Note that this is for a two-pound loaf of bread. Use the basic setting with medium crust.
Follow the instructions that came with your bread machine in terms of which ingredients to put in the bread machine first.
Make sure you check on the dough after five or ten minutes of kneading. Just pop the top of the bread machine and see how the dough is doing. It should be a smooth, round ball. If it’s too dry add liquid a teaspoon at a time until it looks OK. If it looks too wet, add flour a tablespoon at a time until it looks OK.
Notes
This is a recipe for a two-pound machine. You’ll be using the basic or white cycle with medium crust.If time is short, you can make this recipe with the quick cycle of your bread machine substitute the active dry yeast with three teaspoons of fast-rising (rapid rise) yeast.Try this with sour milk for a tangy taste. Don’t have sour milk, but want that tangy taste? To make sour milk add one tablespoon of vinegar to one cup of room-temperature milk. (Adjust amounts as needed for each recipe.) Stir and wait about 5 minutes.
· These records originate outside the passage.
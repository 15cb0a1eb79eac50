use serde::de::{Error, Visitor};
use serde::{Deserialize, Deserializer, Serialize};
use std::fmt::Formatter;

/// `GET /memory` - SD card state.
///
/// The firmware prints the byte counters with snprintf into JSON strings
/// ("totalmem": "31166976"), so the counters accept both strings and plain
/// numbers. Values are kilobytes.
#[derive(Debug, Clone, Deserialize, Serialize)]
pub struct MemoryCard {
    pub present: bool,
    pub cardtype: String,
    #[serde(deserialize_with = "lenient_u64")]
    pub totalmem: u64,
    #[serde(deserialize_with = "lenient_u64")]
    pub freemem: u64,
}

/// used/free split of a mounted card, feeds the usage display
#[derive(Debug, Clone, Copy, PartialEq, Eq)]
pub struct DiskUsage {
    pub used_kb: u64,
    pub total_kb: u64,
}

impl From<&MemoryCard> for DiskUsage {
    fn from(card: &MemoryCard) -> Self {
        DiskUsage {
            used_kb: card.totalmem.saturating_sub(card.freemem),
            total_kb: card.totalmem,
        }
    }
}

impl DiskUsage {
    pub fn percent_used(&self) -> f64 {
        if self.total_kb == 0 {
            return 0.0;
        }
        self.used_kb as f64 / self.total_kb as f64 * 100.0
    }

    pub fn format_total(&self) -> String {
        format_kb(self.total_kb)
    }

    pub fn format_used(&self) -> String {
        format!("{} ({:.1}%)", format_kb(self.used_kb), self.percent_used())
    }
}

/// kilobytes rendered as "x.xx MB", flipping to GB above 1024 MB
pub fn format_kb(kb: u64) -> String {
    let mb = kb as f64 / 1024.0;
    if mb > 1024.0 {
        format!("{:.2} GB", mb / 1024.0)
    } else {
        format!("{mb:.2} MB")
    }
}

fn lenient_u64<'de, D>(deserializer: D) -> Result<u64, D::Error>
where
    D: Deserializer<'de>,
{
    struct LenientU64;

    impl Visitor<'_> for LenientU64 {
        type Value = u64;

        fn expecting(&self, formatter: &mut Formatter) -> std::fmt::Result {
            formatter.write_str("an unsigned integer or a numeric string")
        }

        fn visit_u64<E: Error>(self, v: u64) -> Result<u64, E> {
            Ok(v)
        }

        fn visit_i64<E: Error>(self, v: i64) -> Result<u64, E> {
            u64::try_from(v).map_err(E::custom)
        }

        fn visit_str<E: Error>(self, v: &str) -> Result<u64, E> {
            v.trim().parse().map_err(E::custom)
        }
    }

    deserializer.deserialize_any(LenientU64)
}

#[cfg(test)]
mod tests {
    use super::*;

    #[test]
    fn should_deserialize_stringly_counters() {
        let json = r#"{
            "present": true,
            "cardtype": "SDHC",
            "totalmem": "31166976",
            "freemem": "30543872"
        }"#;
        let card: MemoryCard = serde_json::from_str(json).unwrap();

        assert!(card.present);
        assert_eq!("SDHC", card.cardtype);
        assert_eq!(31_166_976, card.totalmem);
        assert_eq!(30_543_872, card.freemem);
    }

    #[test]
    fn should_deserialize_numeric_counters() {
        let json = r#"{ "present": false, "cardtype": "not found", "totalmem": 0, "freemem": 0 }"#;
        let card: MemoryCard = serde_json::from_str(json).unwrap();

        assert!(!card.present);
        assert_eq!(0, card.totalmem);
    }

    #[test]
    fn should_compute_usage_split() {
        let card = MemoryCard {
            present: true,
            cardtype: "SDHC".to_string(),
            totalmem: 1000,
            freemem: 250,
        };
        let usage = DiskUsage::from(&card);

        assert_eq!(750, usage.used_kb);
        assert_eq!(1000, usage.total_kb);
        assert_eq!(75.0, usage.percent_used());
    }

    #[test]
    fn should_not_underflow_when_free_exceeds_total() {
        let card = MemoryCard {
            present: true,
            cardtype: "SDHC".to_string(),
            totalmem: 100,
            freemem: 200,
        };
        let usage = DiskUsage::from(&card);

        assert_eq!(0, usage.used_kb);
    }

    #[test]
    fn should_report_zero_percent_for_empty_card_info() {
        let usage = DiskUsage {
            used_kb: 0,
            total_kb: 0,
        };

        assert_eq!(0.0, usage.percent_used());
    }

    #[test]
    fn should_format_megabytes() {
        assert_eq!("500.00 MB", format_kb(512_000));
    }

    #[test]
    fn should_format_gigabytes_above_threshold() {
        assert_eq!("2.00 GB", format_kb(2 * 1024 * 1024));
    }

    #[test]
    fn should_format_usage_with_percent() {
        let usage = DiskUsage {
            used_kb: 512_000,
            total_kb: 1_024_000,
        };

        assert_eq!("500.00 MB (50.0%)", usage.format_used());
    }
}
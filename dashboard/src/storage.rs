use crate::api::DeviceApi;
use shared::file_entry::sort_newest_first;
use shared::memory::DiskUsage;
use tracing::{info, warn};

/// One storage snapshot: card state, usage split, newest-first listing.
/// Nothing is retained between snapshots.
pub async fn show_snapshot(api: &DeviceApi) -> Result<(), String> {
    let card = api
        .memory()
        .await
        .map_err(|e| format!("Could not read card info - {e}"))?;

    if !card.present {
        warn!("SD card not found");
        return Ok(());
    }

    let usage = DiskUsage::from(&card);
    info!("Card type  {}", card.cardtype);
    info!("Total      {}", usage.format_total());
    info!("Used       {}", usage.format_used());

    let mut entries = api
        .list_dir()
        .await
        .map_err(|e| format!("Could not list the card directory - {e}"))?;
    sort_newest_first(&mut entries);

    if entries.is_empty() {
        info!("No files stored");
        return Ok(());
    }
    for (i, entry) in entries.iter().enumerate() {
        info!(
            "{:>3}  {}  {:>10}  {}",
            i + 1,
            entry.display_date(),
            entry.display_size(),
            entry.name
        );
    }
    Ok(())
}

/// delete then re-list, so the caller sees the post-delete state
pub async fn delete_file(api: &DeviceApi, file_name: &str) -> Result<(), String> {
    api.delete_file(file_name)
        .await
        .map_err(|e| format!("Could not delete '{file_name}' - {e}"))?;
    info!("Deleted '{file_name}'");
    show_snapshot(api).await
}
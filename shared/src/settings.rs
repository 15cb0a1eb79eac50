use serde::{Deserialize, Serialize};

/// bounds the device enforces on its configuration values
pub const GRAPH_POINTS_RANGE: (u32, u32) = (0, 100);
pub const REFRESH_RATE_RANGE: (u32, u32) = (1, 1800);
pub const LOG_INTERVAL_RANGE: (u32, u32) = (1, 1800);

/// `GET`/`POST /settings.json` - the device persists these to flash.
#[derive(Debug, Clone, PartialEq, Eq, Deserialize, Serialize)]
pub struct DeviceSettings {
    /// live chart capacity, 0 disables the chart
    pub graph_points: u32,
    /// seconds between two poll cycles
    pub refresh_rate: u32,
    /// reference value readings are expressed against
    pub set_point: u32,
    /// seconds between two SD card log entries
    pub interval: u32,
}

/// used when the settings resource is unreachable: the chart stays disabled
/// and polling falls back to a conservative pace
impl Default for DeviceSettings {
    fn default() -> Self {
        DeviceSettings {
            graph_points: 0,
            refresh_rate: 10,
            set_point: 0,
            interval: 60,
        }
    }
}

impl DeviceSettings {
    pub fn validate(&self) -> Result<(), String> {
        check_range("graph_points", self.graph_points, GRAPH_POINTS_RANGE)?;
        check_range("refresh_rate", self.refresh_rate, REFRESH_RATE_RANGE)?;
        check_range("interval", self.interval, LOG_INTERVAL_RANGE)?;
        Ok(())
    }
}

fn check_range(name: &str, value: u32, (min, max): (u32, u32)) -> Result<(), String> {
    if value < min || value > max {
        return Err(format!("{name} must be between {min} and {max}, got {value}"));
    }
    Ok(())
}

#[cfg(test)]
mod tests {
    use super::*;

    fn valid() -> DeviceSettings {
        DeviceSettings {
            graph_points: 50,
            refresh_rate: 5,
            set_point: 100,
            interval: 60,
        }
    }

    #[test]
    fn should_accept_values_in_range() {
        assert!(valid().validate().is_ok());
    }

    #[test]
    fn should_accept_range_boundaries() {
        let settings = DeviceSettings {
            graph_points: 100,
            refresh_rate: 1800,
            set_point: 0,
            interval: 1,
        };
        assert!(settings.validate().is_ok());
    }

    #[test]
    fn should_reject_too_many_graph_points() {
        let settings = DeviceSettings {
            graph_points: 101,
            ..valid()
        };
        let error = settings.validate().unwrap_err();
        assert!(error.contains("graph_points"));
    }

    #[test]
    fn should_reject_zero_refresh_rate() {
        let settings = DeviceSettings {
            refresh_rate: 0,
            ..valid()
        };
        let error = settings.validate().unwrap_err();
        assert!(error.contains("refresh_rate"));
    }

    #[test]
    fn should_reject_out_of_range_log_interval() {
        let settings = DeviceSettings {
            interval: 1801,
            ..valid()
        };
        let error = settings.validate().unwrap_err();
        assert!(error.contains("interval"));
    }

    #[test]
    fn should_disable_chart_by_default() {
        let settings = DeviceSettings::default();
        assert_eq!(0, settings.graph_points);
        assert_eq!(0, settings.set_point);
    }

    #[test]
    fn should_roundtrip_json() {
        let settings = valid();
        let json = serde_json::to_string(&settings).unwrap();
        let back: DeviceSettings = serde_json::from_str(&json).unwrap();
        assert_eq!(settings, back);
    }
}
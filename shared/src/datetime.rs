use chrono::{Local, NaiveDateTime};
use serde::{Deserialize, Serialize};

/// minute precision, the device clock does not expose seconds over this resource
pub const DATETIME_FORMAT: &str = "%Y-%m-%d %H:%M";

/// `GET`/`POST /datetime` - both directions use the same single-field shape.
#[derive(Debug, Clone, PartialEq, Eq, Deserialize, Serialize)]
pub struct DeviceDateTime {
    pub datetime: String,
}

impl DeviceDateTime {
    /// Accepts both the device's own format and the HTML datetime-local
    /// variant with a `T` separator.
    pub fn new(value: &str) -> Self {
        DeviceDateTime {
            datetime: value.trim().replace('T', " "),
        }
    }

    pub fn from_local_now() -> Self {
        DeviceDateTime {
            datetime: Local::now().format(DATETIME_FORMAT).to_string(),
        }
    }

    pub fn parse(&self) -> Result<NaiveDateTime, String> {
        NaiveDateTime::parse_from_str(&self.datetime, DATETIME_FORMAT).map_err(|e| {
            format!(
                "'{}' is not a valid device datetime ({DATETIME_FORMAT}) - {e}",
                self.datetime
            )
        })
    }
}

#[cfg(test)]
mod tests {
    use super::*;
    use chrono::{Datelike, Timelike};

    #[test]
    fn should_parse_device_format() {
        let datetime = DeviceDateTime::new("2020-03-01 13:37");
        let parsed = datetime.parse().unwrap();

        assert_eq!(2020, parsed.year());
        assert_eq!(3, parsed.month());
        assert_eq!(1, parsed.day());
        assert_eq!(13, parsed.hour());
        assert_eq!(37, parsed.minute());
    }

    #[test]
    fn should_normalize_html_input_separator() {
        let datetime = DeviceDateTime::new("2020-03-01T13:37");

        assert_eq!("2020-03-01 13:37", datetime.datetime);
        assert!(datetime.parse().is_ok());
    }

    #[test]
    fn should_reject_seconds_precision() {
        let datetime = DeviceDateTime::new("2020-03-01 13:37:05");

        assert!(datetime.parse().is_err());
    }

    #[test]
    fn should_format_local_now_in_device_format() {
        let now = DeviceDateTime::from_local_now();

        assert!(now.parse().is_ok());
    }

    #[test]
    fn should_roundtrip_json() {
        let datetime = DeviceDateTime::new("2020-03-01 13:37");
        let json = serde_json::to_string(&datetime).unwrap();

        assert_eq!(r#"{"datetime":"2020-03-01 13:37"}"#, json);
        let back: DeviceDateTime = serde_json::from_str(&json).unwrap();
        assert_eq!(datetime, back);
    }
}
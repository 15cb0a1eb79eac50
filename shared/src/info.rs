use serde::de::{Error, Visitor};
use serde::{Deserialize, Deserializer, Serialize};
use std::fmt::Formatter;

/// `GET /info` - firmware version plus board health figures.
///
/// The firmware formats `coincell` with snprintf and ships it as a JSON
/// string while `temperature` arrives as a number, so both fields accept
/// either representation.
#[derive(Debug, Clone, Deserialize, Serialize)]
pub struct DeviceInfo {
    pub version: String,
    /// backup battery voltage in V
    #[serde(deserialize_with = "lenient_f64")]
    pub coincell: f64,
    /// board temperature in degrees C
    #[serde(deserialize_with = "lenient_f64")]
    pub temperature: f64,
}

fn lenient_f64<'de, D>(deserializer: D) -> Result<f64, D::Error>
where
    D: Deserializer<'de>,
{
    struct LenientF64;

    impl Visitor<'_> for LenientF64 {
        type Value = f64;

        fn expecting(&self, formatter: &mut Formatter) -> std::fmt::Result {
            formatter.write_str("a number or a numeric string")
        }

        fn visit_f64<E: Error>(self, v: f64) -> Result<f64, E> {
            Ok(v)
        }

        fn visit_i64<E: Error>(self, v: i64) -> Result<f64, E> {
            Ok(v as f64)
        }

        fn visit_u64<E: Error>(self, v: u64) -> Result<f64, E> {
            Ok(v as f64)
        }

        fn visit_str<E: Error>(self, v: &str) -> Result<f64, E> {
            v.trim().parse().map_err(E::custom)
        }
    }

    deserializer.deserialize_any(LenientF64)
}
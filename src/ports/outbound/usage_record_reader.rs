use crate::dependency_report::domain::UsageRecord;
use crate::shared::Result;
use std::path::Path;

/// UsageRecordReader port for reading raw usage tuples
///
/// Implementations tokenize the input source and return every non-empty
/// record with its line number. Field-count validation is left to ingestion.
pub trait UsageRecordReader {
    /// Reads all records from `path`
    ///
    /// # Errors
    /// Returns an error if:
    /// - The file does not exist or fails security validation
    /// - The file cannot be read or tokenized
    fn read_records(&self, path: &Path) -> Result<Vec<UsageRecord>>;
}
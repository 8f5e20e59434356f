mod formatter_factory;
mod presenter_factory;

pub use formatter_factory::FormatterFactory;
pub use presenter_factory::{PresenterFactory, PresenterType, STDOUT_DESTINATION};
But remember, if you’re adding 1.5 tablespoons of vinegar, make sure to reduce the initial milk amount by the same 1.5 tablespoons to keep the balance just right.High Altitude Instructions: Note that this recipe was tested and developed at sea level. If you're above 3,000 feet you'll need to make adjustments. I have a page that gives general information about using your bread machine at high elevations. I have tested this recipe at about 4,800 feet. I found that making these changes turn out a great loaf of bread at my altitude:
Lower the amount of yeast to 1 1/4 teaspoons of active dry yeast
I had better results using the light crust setting instead of the medium crust setting
Always check the dough after it’s been kneading for a few minutes! About half the time I need to add a little more flour.
Metric Measurements: This recipe was developed and tested using US customary measurements. Metric measurements are calculated automatically.